How to complete this task: Please find every line of the listing below where "other" occurs and copy it.

Information:
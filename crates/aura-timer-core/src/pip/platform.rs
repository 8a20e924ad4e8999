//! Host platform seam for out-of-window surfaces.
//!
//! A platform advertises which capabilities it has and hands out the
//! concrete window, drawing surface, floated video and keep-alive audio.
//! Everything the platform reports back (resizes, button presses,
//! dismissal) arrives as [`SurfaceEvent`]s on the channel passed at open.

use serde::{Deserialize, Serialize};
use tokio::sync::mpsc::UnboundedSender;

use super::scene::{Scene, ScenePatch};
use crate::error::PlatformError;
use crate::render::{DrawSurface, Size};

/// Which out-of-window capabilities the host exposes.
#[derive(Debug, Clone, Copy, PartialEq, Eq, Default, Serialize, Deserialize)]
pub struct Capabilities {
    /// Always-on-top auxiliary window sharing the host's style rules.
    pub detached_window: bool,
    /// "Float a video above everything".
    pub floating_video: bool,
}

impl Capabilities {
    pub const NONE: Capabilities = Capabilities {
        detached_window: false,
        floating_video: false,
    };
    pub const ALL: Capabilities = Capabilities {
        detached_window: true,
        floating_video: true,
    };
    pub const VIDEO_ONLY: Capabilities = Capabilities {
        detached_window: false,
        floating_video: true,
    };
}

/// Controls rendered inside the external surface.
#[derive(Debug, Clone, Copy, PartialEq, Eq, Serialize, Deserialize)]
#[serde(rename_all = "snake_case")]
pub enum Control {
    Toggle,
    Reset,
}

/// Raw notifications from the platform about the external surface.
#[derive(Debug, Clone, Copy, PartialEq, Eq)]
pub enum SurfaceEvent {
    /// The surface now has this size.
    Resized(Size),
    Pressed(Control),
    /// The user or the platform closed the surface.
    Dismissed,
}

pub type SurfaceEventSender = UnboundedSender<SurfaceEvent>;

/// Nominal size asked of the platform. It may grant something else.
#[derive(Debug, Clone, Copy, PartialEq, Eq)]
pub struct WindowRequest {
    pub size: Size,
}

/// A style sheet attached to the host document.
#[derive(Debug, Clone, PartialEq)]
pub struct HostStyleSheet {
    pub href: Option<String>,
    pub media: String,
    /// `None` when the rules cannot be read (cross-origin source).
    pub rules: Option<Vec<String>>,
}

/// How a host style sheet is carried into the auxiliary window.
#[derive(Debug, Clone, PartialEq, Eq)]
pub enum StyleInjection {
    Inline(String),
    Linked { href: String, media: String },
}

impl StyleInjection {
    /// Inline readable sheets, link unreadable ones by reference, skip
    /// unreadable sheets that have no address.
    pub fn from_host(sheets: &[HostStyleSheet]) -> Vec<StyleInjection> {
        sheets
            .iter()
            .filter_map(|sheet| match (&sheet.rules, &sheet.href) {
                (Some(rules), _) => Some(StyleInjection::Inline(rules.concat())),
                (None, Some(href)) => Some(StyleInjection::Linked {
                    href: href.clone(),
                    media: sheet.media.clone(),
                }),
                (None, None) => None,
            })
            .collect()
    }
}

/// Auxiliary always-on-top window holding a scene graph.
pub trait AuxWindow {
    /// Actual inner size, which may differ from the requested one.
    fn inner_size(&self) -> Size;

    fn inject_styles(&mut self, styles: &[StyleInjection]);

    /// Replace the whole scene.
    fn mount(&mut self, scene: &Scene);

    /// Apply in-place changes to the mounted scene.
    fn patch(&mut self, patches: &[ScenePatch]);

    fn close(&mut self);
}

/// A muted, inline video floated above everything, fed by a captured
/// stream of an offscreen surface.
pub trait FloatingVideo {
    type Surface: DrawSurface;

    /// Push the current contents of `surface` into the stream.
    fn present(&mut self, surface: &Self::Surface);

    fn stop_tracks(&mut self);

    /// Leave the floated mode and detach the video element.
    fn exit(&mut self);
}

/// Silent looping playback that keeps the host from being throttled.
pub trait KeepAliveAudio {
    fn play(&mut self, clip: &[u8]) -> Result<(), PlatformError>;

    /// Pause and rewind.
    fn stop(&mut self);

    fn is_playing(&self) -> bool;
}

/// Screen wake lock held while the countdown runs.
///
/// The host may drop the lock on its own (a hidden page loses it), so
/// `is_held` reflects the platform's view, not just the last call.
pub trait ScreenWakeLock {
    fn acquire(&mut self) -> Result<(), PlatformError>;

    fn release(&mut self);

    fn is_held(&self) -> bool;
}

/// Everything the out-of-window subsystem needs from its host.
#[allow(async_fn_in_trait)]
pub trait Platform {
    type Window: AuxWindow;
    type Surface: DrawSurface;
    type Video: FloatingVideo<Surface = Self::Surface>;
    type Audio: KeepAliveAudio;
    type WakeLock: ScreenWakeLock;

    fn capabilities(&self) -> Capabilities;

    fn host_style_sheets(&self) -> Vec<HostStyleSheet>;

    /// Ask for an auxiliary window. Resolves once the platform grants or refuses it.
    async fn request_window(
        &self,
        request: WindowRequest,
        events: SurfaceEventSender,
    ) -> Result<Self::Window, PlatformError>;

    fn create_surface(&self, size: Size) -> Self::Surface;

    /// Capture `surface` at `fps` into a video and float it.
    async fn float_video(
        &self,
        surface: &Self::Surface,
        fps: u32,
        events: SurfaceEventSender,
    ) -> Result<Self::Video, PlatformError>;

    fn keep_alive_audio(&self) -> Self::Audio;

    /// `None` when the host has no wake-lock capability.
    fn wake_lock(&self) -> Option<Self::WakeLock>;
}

...

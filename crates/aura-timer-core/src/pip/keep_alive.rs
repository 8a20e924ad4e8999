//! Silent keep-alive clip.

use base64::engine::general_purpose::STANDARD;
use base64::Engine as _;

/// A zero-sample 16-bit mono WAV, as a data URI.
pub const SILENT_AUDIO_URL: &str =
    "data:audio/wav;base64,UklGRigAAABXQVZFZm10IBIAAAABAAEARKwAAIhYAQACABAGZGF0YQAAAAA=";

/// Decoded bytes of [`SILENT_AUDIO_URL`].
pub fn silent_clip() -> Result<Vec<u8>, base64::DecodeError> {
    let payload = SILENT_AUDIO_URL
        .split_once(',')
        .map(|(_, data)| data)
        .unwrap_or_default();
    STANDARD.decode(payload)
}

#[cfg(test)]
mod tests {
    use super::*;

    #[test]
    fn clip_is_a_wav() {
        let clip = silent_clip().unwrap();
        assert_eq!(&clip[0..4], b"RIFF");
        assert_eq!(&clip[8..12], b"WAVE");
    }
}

==

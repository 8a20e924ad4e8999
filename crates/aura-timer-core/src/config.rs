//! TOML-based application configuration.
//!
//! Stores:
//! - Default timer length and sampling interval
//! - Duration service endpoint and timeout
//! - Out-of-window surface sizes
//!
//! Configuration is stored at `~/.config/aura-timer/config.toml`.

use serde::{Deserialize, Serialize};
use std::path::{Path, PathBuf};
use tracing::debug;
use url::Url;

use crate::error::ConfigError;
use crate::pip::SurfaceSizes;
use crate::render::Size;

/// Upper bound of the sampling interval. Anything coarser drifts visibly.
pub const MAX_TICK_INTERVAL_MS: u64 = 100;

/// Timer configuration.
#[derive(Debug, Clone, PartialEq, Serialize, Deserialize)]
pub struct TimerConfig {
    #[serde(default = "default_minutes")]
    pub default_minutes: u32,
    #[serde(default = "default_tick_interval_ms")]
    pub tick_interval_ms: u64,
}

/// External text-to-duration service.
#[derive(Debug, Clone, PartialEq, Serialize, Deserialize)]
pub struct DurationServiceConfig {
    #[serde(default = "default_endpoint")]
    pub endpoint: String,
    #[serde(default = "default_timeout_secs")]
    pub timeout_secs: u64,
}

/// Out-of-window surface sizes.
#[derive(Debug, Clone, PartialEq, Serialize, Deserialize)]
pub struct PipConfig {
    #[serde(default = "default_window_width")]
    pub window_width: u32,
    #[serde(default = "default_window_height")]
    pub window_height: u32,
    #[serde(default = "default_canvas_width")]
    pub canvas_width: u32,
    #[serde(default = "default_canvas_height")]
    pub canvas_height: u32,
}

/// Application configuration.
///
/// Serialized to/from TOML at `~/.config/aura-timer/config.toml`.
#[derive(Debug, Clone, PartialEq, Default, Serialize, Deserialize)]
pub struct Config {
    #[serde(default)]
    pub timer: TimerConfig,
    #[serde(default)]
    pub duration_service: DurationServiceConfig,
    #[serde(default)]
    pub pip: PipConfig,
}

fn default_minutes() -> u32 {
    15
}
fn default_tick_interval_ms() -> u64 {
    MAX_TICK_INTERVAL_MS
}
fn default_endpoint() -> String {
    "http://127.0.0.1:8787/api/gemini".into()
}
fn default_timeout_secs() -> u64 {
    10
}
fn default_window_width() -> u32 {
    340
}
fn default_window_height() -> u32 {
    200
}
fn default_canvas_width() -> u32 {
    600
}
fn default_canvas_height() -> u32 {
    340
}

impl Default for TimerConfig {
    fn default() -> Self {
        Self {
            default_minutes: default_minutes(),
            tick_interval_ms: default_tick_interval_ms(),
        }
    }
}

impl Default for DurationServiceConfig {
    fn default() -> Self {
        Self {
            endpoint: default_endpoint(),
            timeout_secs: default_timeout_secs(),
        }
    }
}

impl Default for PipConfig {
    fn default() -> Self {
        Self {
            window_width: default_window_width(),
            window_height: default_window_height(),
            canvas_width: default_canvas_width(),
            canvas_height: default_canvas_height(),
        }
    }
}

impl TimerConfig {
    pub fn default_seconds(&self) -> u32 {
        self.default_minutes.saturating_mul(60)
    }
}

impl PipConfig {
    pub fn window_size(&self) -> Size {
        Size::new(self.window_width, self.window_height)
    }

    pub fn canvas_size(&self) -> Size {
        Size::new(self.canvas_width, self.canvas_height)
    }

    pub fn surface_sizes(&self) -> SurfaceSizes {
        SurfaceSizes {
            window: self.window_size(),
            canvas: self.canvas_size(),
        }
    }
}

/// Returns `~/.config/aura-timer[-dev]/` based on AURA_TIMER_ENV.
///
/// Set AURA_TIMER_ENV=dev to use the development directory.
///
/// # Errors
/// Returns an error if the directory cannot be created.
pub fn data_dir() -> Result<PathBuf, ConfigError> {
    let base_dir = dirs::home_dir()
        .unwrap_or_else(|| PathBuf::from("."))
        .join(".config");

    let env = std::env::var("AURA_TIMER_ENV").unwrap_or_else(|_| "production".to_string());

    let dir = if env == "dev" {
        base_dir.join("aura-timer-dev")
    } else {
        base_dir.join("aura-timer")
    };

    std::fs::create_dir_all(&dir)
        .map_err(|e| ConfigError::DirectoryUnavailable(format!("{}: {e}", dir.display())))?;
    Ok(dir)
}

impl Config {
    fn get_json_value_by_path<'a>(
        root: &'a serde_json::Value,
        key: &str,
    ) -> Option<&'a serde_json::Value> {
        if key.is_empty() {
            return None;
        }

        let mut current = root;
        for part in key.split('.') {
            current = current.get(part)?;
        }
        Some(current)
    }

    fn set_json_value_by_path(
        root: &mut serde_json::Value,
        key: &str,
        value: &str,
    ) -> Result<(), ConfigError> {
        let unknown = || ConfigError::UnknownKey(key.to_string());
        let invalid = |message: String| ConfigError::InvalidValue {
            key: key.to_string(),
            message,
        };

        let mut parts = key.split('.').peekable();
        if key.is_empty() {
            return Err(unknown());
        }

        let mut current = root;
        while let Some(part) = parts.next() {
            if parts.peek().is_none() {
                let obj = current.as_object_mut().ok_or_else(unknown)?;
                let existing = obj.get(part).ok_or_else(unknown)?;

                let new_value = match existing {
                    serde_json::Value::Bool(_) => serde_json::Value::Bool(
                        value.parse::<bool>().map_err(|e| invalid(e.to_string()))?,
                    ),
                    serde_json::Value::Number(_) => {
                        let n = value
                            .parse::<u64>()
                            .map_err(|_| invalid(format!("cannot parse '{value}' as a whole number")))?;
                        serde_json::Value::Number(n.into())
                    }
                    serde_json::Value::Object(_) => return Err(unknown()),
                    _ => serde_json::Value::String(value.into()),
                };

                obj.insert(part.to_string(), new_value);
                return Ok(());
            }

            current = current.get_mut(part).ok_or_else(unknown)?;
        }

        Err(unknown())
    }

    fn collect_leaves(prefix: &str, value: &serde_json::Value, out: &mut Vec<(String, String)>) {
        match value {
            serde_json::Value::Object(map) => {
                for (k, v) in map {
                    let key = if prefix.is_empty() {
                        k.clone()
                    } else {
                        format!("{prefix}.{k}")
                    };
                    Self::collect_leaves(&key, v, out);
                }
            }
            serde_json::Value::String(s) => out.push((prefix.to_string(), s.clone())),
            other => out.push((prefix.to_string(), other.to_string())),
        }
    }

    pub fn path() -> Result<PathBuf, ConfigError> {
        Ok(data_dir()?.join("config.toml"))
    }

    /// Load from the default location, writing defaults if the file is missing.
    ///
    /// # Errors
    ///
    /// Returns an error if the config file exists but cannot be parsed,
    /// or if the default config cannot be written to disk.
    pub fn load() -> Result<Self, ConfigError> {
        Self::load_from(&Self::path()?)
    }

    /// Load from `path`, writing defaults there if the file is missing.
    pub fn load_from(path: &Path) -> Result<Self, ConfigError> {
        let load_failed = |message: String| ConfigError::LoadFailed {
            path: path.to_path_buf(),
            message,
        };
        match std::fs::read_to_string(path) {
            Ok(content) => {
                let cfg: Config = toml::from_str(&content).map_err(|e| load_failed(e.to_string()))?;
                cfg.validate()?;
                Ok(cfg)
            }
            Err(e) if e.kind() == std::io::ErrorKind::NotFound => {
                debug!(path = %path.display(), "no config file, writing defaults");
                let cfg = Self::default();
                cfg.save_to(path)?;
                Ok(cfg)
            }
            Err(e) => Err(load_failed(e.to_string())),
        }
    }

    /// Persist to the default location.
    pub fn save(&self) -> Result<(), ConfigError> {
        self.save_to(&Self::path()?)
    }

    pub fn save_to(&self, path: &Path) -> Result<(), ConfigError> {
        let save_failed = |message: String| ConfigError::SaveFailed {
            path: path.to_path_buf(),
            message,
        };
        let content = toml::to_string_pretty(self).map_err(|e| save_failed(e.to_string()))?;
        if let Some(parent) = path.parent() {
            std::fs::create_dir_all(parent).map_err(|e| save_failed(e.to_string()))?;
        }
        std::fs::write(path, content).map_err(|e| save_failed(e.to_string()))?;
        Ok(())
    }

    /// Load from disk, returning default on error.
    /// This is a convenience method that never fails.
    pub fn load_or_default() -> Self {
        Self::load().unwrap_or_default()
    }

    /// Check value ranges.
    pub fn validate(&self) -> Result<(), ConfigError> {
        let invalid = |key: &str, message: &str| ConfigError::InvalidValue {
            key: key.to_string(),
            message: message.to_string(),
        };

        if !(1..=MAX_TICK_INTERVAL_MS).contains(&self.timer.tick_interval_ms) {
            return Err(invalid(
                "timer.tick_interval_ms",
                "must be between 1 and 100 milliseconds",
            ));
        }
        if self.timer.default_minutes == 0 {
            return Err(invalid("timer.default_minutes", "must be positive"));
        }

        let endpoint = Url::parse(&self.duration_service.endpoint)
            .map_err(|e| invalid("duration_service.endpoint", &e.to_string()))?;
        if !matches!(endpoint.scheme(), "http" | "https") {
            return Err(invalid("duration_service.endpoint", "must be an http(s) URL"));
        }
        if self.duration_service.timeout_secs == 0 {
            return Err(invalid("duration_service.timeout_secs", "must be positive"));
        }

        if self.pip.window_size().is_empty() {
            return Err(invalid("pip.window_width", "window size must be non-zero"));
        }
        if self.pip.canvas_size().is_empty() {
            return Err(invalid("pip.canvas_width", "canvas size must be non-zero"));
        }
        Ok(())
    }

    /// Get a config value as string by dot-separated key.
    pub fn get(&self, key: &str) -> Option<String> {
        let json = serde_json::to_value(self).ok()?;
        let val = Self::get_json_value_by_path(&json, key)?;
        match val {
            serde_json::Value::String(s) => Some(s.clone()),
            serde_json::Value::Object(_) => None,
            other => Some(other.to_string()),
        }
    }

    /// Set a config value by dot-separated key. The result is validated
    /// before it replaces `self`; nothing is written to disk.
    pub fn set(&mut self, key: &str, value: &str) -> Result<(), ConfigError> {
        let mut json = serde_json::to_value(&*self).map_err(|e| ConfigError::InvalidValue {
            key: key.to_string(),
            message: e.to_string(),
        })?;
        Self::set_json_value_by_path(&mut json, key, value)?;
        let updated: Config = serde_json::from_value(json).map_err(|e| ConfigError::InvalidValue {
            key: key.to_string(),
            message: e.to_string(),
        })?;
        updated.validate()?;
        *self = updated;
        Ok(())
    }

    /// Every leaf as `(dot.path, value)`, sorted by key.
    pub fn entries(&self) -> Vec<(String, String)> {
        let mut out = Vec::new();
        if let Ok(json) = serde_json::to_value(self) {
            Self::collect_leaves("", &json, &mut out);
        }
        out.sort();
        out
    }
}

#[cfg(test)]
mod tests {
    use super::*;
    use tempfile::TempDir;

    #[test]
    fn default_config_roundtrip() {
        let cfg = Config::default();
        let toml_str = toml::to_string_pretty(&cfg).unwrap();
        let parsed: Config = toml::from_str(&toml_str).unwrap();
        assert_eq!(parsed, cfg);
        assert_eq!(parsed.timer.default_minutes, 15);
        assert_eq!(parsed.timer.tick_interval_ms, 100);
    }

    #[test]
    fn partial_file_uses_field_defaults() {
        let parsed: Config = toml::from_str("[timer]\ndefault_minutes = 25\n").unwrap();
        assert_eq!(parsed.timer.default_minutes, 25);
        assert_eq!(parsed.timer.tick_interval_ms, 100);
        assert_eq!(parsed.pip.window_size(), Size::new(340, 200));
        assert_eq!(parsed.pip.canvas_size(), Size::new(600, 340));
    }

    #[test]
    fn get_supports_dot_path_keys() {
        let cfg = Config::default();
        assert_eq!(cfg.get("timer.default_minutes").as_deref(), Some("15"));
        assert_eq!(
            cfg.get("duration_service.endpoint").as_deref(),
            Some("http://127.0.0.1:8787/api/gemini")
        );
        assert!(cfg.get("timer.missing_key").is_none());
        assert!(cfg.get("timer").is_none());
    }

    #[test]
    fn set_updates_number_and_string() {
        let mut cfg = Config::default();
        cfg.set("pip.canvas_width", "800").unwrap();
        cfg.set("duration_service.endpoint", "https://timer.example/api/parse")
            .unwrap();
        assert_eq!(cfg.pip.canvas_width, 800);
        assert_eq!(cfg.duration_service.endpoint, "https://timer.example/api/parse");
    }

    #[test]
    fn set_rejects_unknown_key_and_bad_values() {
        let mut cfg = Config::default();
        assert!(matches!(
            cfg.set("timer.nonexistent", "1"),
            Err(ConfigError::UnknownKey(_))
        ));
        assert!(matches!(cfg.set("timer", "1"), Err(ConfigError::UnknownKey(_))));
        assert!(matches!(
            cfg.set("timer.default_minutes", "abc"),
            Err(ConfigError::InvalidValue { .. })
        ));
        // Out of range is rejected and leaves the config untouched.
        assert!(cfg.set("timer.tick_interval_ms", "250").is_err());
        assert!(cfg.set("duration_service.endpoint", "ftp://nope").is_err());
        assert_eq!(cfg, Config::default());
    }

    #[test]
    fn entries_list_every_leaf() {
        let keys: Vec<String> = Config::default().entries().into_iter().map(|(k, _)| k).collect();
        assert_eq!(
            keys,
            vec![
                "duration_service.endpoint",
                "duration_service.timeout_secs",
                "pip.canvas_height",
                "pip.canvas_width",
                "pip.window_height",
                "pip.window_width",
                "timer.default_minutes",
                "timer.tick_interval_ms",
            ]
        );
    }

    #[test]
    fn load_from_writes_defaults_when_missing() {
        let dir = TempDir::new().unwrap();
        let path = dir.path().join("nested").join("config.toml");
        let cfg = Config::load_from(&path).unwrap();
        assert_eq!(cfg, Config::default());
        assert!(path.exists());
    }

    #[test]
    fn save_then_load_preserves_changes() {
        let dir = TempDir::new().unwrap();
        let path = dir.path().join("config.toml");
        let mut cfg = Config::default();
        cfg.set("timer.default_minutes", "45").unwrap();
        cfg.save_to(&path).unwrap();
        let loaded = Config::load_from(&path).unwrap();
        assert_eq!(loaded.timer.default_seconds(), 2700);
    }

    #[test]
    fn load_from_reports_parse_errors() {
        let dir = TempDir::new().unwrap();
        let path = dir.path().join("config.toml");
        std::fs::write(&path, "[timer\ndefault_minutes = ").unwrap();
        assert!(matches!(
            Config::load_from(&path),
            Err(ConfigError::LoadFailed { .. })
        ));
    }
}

Answer to the problem:
            other => out.push((prefix.to_string(), other.to_string())),
            other => Some(other.to_string()),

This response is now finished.